DATA EXCERPTS:
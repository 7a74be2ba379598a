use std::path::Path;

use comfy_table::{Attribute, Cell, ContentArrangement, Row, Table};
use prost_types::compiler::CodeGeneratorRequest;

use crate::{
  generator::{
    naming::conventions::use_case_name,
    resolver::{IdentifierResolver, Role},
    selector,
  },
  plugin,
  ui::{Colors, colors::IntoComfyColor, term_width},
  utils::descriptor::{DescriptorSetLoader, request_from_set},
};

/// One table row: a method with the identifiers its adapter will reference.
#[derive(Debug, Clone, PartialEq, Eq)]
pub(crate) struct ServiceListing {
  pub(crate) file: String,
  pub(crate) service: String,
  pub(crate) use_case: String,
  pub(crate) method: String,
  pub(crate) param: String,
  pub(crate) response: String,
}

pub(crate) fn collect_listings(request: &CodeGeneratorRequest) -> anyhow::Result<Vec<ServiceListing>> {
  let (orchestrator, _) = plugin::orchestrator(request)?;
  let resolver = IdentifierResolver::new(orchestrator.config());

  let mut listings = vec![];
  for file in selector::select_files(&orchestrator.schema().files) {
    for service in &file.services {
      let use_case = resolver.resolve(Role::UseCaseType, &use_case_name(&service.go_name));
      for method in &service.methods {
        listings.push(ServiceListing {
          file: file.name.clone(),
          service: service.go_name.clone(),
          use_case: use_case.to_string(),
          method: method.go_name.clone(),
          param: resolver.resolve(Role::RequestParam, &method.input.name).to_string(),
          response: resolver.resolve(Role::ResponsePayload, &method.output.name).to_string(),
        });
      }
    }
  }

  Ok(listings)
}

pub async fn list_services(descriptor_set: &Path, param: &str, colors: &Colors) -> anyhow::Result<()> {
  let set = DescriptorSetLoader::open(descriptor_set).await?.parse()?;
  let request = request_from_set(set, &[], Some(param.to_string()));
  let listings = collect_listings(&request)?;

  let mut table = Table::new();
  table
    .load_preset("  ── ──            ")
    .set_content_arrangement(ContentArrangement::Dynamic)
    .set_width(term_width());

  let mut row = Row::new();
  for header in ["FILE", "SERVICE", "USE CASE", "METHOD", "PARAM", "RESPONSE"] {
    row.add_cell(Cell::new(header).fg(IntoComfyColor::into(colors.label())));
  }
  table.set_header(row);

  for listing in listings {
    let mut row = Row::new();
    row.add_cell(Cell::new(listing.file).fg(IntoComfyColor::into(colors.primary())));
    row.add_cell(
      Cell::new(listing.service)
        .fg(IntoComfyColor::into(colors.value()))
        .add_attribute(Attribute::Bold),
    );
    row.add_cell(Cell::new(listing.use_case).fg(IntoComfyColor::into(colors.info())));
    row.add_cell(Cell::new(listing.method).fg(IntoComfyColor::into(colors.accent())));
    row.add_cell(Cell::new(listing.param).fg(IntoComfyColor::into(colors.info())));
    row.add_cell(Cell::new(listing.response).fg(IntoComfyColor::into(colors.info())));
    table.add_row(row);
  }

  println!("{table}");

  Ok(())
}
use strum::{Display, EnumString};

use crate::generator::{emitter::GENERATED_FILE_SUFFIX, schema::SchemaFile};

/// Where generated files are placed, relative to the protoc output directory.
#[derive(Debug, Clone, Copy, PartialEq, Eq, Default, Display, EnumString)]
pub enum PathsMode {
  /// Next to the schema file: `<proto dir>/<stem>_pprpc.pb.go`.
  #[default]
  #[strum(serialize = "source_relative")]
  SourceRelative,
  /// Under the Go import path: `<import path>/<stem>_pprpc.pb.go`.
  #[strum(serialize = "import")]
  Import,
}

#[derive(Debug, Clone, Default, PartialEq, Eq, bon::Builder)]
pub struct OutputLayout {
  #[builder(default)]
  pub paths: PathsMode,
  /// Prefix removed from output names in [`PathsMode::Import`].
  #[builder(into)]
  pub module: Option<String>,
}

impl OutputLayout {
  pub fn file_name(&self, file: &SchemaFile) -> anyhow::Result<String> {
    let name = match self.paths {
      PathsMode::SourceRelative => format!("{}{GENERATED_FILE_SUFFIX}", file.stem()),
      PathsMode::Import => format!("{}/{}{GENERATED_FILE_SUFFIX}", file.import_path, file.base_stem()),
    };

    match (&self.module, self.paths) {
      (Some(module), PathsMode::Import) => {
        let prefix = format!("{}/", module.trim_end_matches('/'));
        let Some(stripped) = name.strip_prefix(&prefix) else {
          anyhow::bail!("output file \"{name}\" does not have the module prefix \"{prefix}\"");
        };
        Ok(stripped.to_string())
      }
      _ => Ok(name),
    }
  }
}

TASK REQUIREMENTS: Please copy out every line in the listing that has the string "plugin".

EXPECTED ANSWER:
  plugin,
  let (orchestrator, _) = plugin::orchestrator(request)?;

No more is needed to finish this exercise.